Attention Weighted Local Descriptors

IEEE Trans Pattern Anal Mach Intell. 2023 Sep;45(9):10632-10649. doi: 10.1109/TPAMI.2023.3266728. Epub 2023 Aug 7.

Abstract

Local features detection and description are widely used in many vision applications with high industrial and commercial demands. With large-scale applications, these tasks raise high expectations for both the accuracy and speed of local features. Most existing studies on local features learning focus on the local descriptions of individual keypoints, which neglect their relationships established from global spatial awareness. In this paper, we present AWDesc with a consistent attention mechanism (CoAM) that opens up the possibility for local descriptors to embrace image-level spatial awareness in both the training and matching stages. For local features detection, we adopt local features detection with feature pyramid to obtain more stable and accurate keypoints localization. For local features description, we provide two versions of AWDesc to cope with different accuracy and speed requirements.
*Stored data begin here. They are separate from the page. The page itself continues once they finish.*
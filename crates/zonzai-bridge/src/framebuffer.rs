//! Per-frame copy of the engine's output buffer into the host image buffer.
//!
//! The engine's output buffer is RGBA8888, row-major, `width * height * 4` bytes, located at the
//! offset returned by `get_output_buffer_pointer`. The whole buffer is the unit of transfer: a
//! window that does not fit (either in engine memory or in the host buffer) skips the copy for
//! that frame, and the previously copied frame stays on screen.

use crate::memory::MemoryView;

pub const BYTES_PER_PIXEL: usize = 4;

/// Byte length of an RGBA frame, or `None` on overflow.
pub fn frame_len(width: u32, height: u32) -> Option<usize> {
    (width as usize)
        .checked_mul(height as usize)?
        .checked_mul(BYTES_PER_PIXEL)
}

/// Host-side RGBA image buffer. Reallocated on every viewport change.
#[derive(Debug, Clone, Default, PartialEq, Eq)]
pub struct HostFrameBuffer {
    width: u32,
    height: u32,
    pixels: Vec<u8>,
}

impl HostFrameBuffer {
    pub fn new(width: u32, height: u32) -> Self {
        let len = frame_len(width, height).unwrap_or(0);
        Self {
            width,
            height,
            pixels: vec![0; len],
        }
    }

    /// Replaces the buffer with a fresh zeroed allocation of the new size.
    pub fn resize(&mut self, width: u32, height: u32) {
        *self = Self::new(width, height);
    }

    pub fn width(&self) -> u32 {
        self.width
    }

    pub fn height(&self) -> u32 {
        self.height
    }

    pub fn dimensions(&self) -> (u32, u32) {
        (self.width, self.height)
    }

    /// Number of bytes a transfer may write.
    pub fn capacity(&self) -> usize {
        self.pixels.len()
    }

    pub fn pixels(&self) -> &[u8] {
        &self.pixels
    }

    pub fn pixel(&self, x: u32, y: u32) -> Option<[u8; 4]> {
        if x >= self.width || y >= self.height {
            return None;
        }
        let idx = (y as usize * self.width as usize + x as usize) * BYTES_PER_PIXEL;
        let px = self.pixels.get(idx..idx + BYTES_PER_PIXEL)?;
        Some([px[0], px[1], px[2], px[3]])
    }
}

#[derive(Debug, Clone, Copy, PartialEq, Eq)]
pub enum TransferOutcome {
    Copied { bytes: usize },
    /// `pointer + width * height * 4` lies outside engine memory.
    SkippedOutOfBounds,
    /// The engine window is larger than the host buffer.
    SkippedOversize,
}

impl TransferOutcome {
    pub fn copied(self) -> bool {
        matches!(self, TransferOutcome::Copied { .. })
    }
}

/// Copies `width * height * 4` bytes starting at `pointer` into `frame`.
///
/// `width`/`height` are the host's current viewport dimensions.
pub fn transfer_frame(
    memory: MemoryView<'_>,
    pointer: u32,
    width: u32,
    height: u32,
    frame: &mut HostFrameBuffer,
) -> TransferOutcome {
    let Some(window) = frame_len(width, height).and_then(|len| memory.window(pointer, len)) else {
        return TransferOutcome::SkippedOutOfBounds;
    };
    if window.len() > frame.capacity() {
        return TransferOutcome::SkippedOversize;
    }
    frame.pixels[..window.len()].copy_from_slice(window);
    TransferOutcome::Copied {
        bytes: window.len(),
    }
}

#[derive(Debug, Clone, Copy, Default, PartialEq, Eq)]
pub struct TransferStats {
    pub copied: u64,
    pub skipped_out_of_bounds: u64,
    pub skipped_oversize: u64,
}

impl TransferStats {
    pub fn record(&mut self, outcome: TransferOutcome) {
        match outcome {
            TransferOutcome::Copied { .. } => self.copied += 1,
            TransferOutcome::SkippedOutOfBounds => self.skipped_out_of_bounds += 1,
            TransferOutcome::SkippedOversize => self.skipped_oversize += 1,
        }
    }

    pub fn skipped(&self) -> u64 {
        self.skipped_out_of_bounds + self.skipped_oversize
    }
}

#[cfg(test)]
mod tests {
    use super::*;

    fn memory_with_frame(len: usize, ptr: usize, fill: u8) -> Vec<u8> {
        let mut mem = vec![0u8; len];
        for b in &mut mem[ptr..] {
            *b = fill;
        }
        mem
    }

    #[test]
    fn copies_whole_window() {
        let mem = memory_with_frame(64, 16, 0xAB);
        let mut frame = HostFrameBuffer::new(2, 2);
        let outcome = transfer_frame(MemoryView::new(&mem), 16, 2, 2, &mut frame);
        assert_eq!(outcome, TransferOutcome::Copied { bytes: 16 });
        assert!(frame.pixels().iter().all(|&b| b == 0xAB));
        assert_eq!(frame.pixel(1, 1), Some([0xAB; 4]));
    }

    #[test]
    fn window_past_memory_end_is_skipped() {
        let mem = memory_with_frame(20, 8, 0xAB);
        let mut frame = HostFrameBuffer::new(2, 2);
        let outcome = transfer_frame(MemoryView::new(&mem), 8, 2, 2, &mut frame);
        assert_eq!(outcome, TransferOutcome::SkippedOutOfBounds);
        assert!(frame.pixels().iter().all(|&b| b == 0));
    }

    #[test]
    fn window_larger_than_host_buffer_is_skipped() {
        let mem = memory_with_frame(128, 0, 0x11);
        let mut frame = HostFrameBuffer::new(2, 2);
        let outcome = transfer_frame(MemoryView::new(&mem), 0, 4, 4, &mut frame);
        assert_eq!(outcome, TransferOutcome::SkippedOversize);
        assert!(frame.pixels().iter().all(|&b| b == 0));
    }

    #[test]
    fn smaller_window_is_copied_into_larger_buffer() {
        let mem = memory_with_frame(64, 0, 0x22);
        let mut frame = HostFrameBuffer::new(4, 4);
        let outcome = transfer_frame(MemoryView::new(&mem), 0, 2, 2, &mut frame);
        assert_eq!(outcome, TransferOutcome::Copied { bytes: 16 });
        assert!(frame.pixels()[..16].iter().all(|&b| b == 0x22));
        assert!(frame.pixels()[16..].iter().all(|&b| b == 0));
    }

    #[test]
    fn pointer_near_u32_max_is_out_of_bounds() {
        let mem = vec![0u8; 16];
        let mut frame = HostFrameBuffer::new(1, 1);
        let outcome = transfer_frame(MemoryView::new(&mem), u32::MAX, 1, 1, &mut frame);
        assert_eq!(outcome, TransferOutcome::SkippedOutOfBounds);
    }

    #[test]
    fn resize_reallocates_zeroed() {
        let mem = vec![0xFFu8; 16];
        let mut frame = HostFrameBuffer::new(2, 2);
        transfer_frame(MemoryView::new(&mem), 0, 2, 2, &mut frame);
        frame.resize(2, 2);
        assert_eq!(frame.capacity(), 16);
        assert!(frame.pixels().iter().all(|&b| b == 0));
        frame.resize(3, 1);
        assert_eq!(frame.dimensions(), (3, 1));
        assert_eq!(frame.capacity(), 12);
    }

    #[test]
    fn stats_count_each_outcome() {
        let mut stats = TransferStats::default();
        stats.record(TransferOutcome::Copied { bytes: 4 });
        stats.record(TransferOutcome::SkippedOversize);
        stats.record(TransferOutcome::SkippedOutOfBounds);
        assert_eq!(stats.copied, 1);
        assert_eq!(stats.skipped(), 2);
    }
}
On the one hand, we introduce Context Augmentation to address the inherent locality of convolutional neural networks by injecting non-local context information, so that local descriptors can "look wider to describe better". Specifically, well-designed Adaptive Global Context Augmented Module (AGCA) and Diverse Surrounding Context Augmented Module (DSCA) are proposed to construct robust local descriptors with context information from global to surrounding. On the other hand, we design an extremely lightweight backbone network coupled with the proposed special knowledge distillation strategy to achieve the best trade-off in accuracy and speed. What is more, we perform thorough experiments on image matching, homography estimation, visual localization, and 3D reconstruction tasks, and the results demonstrate that our method surpasses the current state-of-the-art local descriptors. Code is available at: https://github.com/vignywang/AWDesc.